### Work to be completed
I need the number of lines in the data that contain the word "AssetDefaults", and nothing beyond it.

### Provided records
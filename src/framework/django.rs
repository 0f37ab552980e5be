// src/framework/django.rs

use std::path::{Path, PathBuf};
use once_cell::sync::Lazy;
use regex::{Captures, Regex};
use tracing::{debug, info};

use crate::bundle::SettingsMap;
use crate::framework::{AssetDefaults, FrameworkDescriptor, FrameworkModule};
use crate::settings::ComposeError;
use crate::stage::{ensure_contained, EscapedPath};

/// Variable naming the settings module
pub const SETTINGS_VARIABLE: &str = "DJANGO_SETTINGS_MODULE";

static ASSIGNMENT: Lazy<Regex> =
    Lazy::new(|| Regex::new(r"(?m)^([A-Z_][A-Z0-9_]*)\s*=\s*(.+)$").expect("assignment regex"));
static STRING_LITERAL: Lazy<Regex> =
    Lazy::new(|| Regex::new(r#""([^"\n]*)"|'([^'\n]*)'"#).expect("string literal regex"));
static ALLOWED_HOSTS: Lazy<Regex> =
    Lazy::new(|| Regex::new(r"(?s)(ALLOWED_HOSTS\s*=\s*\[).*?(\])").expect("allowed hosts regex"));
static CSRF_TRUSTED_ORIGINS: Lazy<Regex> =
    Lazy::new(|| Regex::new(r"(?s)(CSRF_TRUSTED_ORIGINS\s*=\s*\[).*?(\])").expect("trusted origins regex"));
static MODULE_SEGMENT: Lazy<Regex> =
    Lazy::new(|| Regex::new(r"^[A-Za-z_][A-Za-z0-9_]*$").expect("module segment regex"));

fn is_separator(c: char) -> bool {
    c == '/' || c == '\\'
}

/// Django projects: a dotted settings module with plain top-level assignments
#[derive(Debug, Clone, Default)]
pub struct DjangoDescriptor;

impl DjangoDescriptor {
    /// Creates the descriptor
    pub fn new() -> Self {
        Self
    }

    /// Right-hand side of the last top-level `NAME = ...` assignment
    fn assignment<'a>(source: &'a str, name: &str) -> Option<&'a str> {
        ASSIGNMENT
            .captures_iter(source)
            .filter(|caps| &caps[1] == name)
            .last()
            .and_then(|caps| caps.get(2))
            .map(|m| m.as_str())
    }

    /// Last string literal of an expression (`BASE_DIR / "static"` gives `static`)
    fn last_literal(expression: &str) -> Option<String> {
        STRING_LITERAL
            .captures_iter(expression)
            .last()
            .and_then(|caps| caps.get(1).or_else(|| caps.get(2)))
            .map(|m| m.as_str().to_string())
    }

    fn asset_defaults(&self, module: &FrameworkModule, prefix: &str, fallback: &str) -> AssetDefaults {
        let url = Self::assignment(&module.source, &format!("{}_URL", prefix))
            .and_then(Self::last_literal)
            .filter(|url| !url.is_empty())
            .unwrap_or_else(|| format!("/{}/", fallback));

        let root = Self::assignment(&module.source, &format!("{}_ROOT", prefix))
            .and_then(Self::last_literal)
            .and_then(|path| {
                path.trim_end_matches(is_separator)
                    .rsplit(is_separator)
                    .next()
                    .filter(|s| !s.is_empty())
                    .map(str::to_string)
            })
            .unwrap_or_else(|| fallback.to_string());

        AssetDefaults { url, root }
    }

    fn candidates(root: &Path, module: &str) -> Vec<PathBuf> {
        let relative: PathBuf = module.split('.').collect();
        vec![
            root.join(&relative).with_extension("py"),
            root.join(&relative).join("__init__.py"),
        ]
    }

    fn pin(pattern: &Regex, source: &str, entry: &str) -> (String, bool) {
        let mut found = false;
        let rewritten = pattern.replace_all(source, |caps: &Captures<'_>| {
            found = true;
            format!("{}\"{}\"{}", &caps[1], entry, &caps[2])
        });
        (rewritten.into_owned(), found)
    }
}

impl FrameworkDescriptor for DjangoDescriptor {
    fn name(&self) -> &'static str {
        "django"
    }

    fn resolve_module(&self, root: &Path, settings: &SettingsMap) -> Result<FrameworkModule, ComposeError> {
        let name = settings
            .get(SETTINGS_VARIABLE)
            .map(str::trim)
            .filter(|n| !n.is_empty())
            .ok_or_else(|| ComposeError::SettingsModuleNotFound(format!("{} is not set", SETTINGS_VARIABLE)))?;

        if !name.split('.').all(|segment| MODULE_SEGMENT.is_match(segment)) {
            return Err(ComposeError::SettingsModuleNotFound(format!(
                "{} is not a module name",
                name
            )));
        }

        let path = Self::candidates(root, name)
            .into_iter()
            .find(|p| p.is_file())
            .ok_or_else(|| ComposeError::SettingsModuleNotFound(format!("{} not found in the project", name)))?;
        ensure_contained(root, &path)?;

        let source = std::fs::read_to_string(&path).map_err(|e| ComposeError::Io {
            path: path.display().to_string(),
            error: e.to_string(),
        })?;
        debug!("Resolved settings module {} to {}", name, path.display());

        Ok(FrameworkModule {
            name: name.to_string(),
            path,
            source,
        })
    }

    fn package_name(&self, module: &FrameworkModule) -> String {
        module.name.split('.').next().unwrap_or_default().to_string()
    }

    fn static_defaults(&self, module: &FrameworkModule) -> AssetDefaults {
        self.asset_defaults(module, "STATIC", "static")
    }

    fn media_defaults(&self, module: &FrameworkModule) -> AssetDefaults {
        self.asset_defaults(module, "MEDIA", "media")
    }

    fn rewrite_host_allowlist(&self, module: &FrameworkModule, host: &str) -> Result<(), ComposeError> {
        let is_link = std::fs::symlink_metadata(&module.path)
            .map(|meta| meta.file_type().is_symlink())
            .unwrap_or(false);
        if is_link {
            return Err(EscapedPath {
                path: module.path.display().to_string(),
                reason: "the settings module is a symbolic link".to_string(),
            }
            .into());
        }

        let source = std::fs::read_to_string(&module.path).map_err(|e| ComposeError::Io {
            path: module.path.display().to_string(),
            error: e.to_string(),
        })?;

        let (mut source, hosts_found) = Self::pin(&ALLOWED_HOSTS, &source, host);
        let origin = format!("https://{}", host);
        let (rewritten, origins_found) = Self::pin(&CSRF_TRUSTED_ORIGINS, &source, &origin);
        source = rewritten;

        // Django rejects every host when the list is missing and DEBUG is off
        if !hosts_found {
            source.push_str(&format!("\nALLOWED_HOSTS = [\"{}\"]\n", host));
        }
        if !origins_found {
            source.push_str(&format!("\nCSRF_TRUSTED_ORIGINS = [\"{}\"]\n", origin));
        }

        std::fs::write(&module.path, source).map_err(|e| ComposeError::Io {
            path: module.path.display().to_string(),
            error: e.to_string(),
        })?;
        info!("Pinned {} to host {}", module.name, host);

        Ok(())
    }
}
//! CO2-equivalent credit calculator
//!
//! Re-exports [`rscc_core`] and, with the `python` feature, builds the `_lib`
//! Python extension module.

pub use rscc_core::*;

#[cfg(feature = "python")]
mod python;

--

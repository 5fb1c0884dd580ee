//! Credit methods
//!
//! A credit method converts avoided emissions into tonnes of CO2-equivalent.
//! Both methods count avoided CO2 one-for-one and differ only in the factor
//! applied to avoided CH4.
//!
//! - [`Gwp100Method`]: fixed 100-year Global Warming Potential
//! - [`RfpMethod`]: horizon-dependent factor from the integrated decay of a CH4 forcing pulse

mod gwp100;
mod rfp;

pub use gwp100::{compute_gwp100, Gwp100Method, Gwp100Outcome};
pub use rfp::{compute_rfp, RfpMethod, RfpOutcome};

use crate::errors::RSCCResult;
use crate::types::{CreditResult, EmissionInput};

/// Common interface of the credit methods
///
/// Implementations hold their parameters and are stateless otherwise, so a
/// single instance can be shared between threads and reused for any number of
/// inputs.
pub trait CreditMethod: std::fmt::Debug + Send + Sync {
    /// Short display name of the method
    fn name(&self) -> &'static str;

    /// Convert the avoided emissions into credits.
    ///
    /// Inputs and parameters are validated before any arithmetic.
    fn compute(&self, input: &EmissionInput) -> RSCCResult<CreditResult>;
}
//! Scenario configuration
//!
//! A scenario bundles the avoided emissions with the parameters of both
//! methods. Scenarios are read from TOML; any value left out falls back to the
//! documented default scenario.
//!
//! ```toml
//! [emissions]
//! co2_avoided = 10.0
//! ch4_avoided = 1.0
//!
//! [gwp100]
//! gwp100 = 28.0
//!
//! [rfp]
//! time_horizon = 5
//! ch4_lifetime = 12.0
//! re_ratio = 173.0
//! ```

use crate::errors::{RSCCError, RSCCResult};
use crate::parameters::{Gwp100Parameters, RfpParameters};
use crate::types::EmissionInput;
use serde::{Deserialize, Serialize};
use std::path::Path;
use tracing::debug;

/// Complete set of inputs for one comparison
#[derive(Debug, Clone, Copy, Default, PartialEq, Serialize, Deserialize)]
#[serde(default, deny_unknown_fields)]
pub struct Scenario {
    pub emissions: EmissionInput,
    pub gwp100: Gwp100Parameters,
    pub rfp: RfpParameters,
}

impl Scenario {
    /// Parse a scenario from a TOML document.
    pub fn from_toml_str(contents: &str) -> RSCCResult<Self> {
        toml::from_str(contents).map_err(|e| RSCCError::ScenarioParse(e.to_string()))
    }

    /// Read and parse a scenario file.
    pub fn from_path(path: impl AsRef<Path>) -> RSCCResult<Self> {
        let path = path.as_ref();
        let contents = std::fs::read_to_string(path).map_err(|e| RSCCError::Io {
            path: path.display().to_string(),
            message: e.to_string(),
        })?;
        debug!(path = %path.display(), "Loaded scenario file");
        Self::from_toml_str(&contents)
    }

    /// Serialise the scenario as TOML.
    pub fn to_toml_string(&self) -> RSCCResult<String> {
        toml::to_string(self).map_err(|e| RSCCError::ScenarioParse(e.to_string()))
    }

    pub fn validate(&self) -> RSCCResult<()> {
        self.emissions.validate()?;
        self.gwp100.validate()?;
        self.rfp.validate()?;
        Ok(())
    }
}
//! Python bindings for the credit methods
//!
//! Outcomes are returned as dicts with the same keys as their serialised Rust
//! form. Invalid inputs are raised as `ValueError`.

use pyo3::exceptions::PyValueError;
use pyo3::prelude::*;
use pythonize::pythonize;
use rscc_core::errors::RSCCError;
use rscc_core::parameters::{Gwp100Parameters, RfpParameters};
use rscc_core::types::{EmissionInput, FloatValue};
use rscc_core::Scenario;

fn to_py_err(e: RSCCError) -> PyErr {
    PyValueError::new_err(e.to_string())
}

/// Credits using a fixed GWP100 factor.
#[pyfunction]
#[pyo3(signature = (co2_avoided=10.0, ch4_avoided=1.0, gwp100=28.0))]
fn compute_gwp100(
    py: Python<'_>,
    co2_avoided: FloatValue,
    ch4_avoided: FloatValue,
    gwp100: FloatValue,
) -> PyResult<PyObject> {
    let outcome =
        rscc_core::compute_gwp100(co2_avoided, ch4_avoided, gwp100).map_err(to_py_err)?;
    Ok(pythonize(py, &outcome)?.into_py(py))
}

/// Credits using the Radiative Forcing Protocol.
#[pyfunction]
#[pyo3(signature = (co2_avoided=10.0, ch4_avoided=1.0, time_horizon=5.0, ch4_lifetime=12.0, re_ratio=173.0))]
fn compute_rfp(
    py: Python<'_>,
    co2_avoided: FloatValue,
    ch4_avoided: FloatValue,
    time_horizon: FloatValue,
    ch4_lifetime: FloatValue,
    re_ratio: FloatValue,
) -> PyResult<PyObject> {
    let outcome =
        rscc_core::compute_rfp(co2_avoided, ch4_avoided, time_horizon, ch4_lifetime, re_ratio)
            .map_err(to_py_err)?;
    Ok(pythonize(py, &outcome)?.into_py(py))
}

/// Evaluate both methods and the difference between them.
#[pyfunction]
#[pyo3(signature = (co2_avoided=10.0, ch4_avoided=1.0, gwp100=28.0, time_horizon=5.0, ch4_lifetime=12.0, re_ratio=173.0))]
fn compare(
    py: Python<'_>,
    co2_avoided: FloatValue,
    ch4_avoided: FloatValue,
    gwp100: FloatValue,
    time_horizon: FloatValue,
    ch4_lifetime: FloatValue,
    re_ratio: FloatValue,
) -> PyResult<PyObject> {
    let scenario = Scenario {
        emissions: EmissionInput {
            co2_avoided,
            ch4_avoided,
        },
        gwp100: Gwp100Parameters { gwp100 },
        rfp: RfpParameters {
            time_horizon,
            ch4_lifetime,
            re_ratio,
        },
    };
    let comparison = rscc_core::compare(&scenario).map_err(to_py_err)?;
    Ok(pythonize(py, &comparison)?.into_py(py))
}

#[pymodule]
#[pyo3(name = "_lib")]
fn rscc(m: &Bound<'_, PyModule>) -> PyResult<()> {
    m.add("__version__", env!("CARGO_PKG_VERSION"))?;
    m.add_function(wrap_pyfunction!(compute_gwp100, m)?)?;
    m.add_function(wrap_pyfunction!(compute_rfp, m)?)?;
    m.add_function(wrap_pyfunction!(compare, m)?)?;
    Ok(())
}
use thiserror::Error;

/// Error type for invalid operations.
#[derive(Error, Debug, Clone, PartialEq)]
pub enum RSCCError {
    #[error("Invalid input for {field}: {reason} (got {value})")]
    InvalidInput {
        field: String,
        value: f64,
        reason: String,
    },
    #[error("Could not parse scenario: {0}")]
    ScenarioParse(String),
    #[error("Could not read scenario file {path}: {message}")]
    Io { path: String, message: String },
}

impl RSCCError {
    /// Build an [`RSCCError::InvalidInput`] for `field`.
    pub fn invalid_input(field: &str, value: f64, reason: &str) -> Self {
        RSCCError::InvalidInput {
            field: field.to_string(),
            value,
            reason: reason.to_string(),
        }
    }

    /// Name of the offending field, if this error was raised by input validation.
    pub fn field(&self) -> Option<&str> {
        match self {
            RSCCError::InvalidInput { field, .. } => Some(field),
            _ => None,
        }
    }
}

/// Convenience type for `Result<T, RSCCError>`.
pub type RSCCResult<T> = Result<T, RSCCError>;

* * *

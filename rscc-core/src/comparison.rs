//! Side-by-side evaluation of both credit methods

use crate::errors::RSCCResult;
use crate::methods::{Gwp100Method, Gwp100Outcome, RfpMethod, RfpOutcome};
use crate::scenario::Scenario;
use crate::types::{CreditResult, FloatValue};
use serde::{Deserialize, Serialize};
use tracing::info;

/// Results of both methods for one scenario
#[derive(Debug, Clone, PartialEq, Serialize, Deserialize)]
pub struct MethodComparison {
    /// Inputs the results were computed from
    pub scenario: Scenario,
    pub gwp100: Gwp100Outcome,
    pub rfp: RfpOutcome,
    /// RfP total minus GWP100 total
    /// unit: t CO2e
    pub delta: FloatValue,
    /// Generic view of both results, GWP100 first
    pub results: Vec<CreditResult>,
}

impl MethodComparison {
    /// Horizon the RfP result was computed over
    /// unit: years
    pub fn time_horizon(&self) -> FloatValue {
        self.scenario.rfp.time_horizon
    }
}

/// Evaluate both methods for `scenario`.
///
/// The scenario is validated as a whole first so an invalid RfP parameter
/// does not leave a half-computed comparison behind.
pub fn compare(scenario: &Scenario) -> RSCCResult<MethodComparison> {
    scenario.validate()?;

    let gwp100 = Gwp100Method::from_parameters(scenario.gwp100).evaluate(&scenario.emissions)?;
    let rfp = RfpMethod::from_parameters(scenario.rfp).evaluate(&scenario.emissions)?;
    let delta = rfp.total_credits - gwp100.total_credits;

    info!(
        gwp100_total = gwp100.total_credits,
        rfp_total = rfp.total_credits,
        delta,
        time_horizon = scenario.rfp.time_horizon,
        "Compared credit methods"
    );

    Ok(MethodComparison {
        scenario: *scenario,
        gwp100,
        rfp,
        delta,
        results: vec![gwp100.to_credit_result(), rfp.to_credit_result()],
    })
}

### Response below
5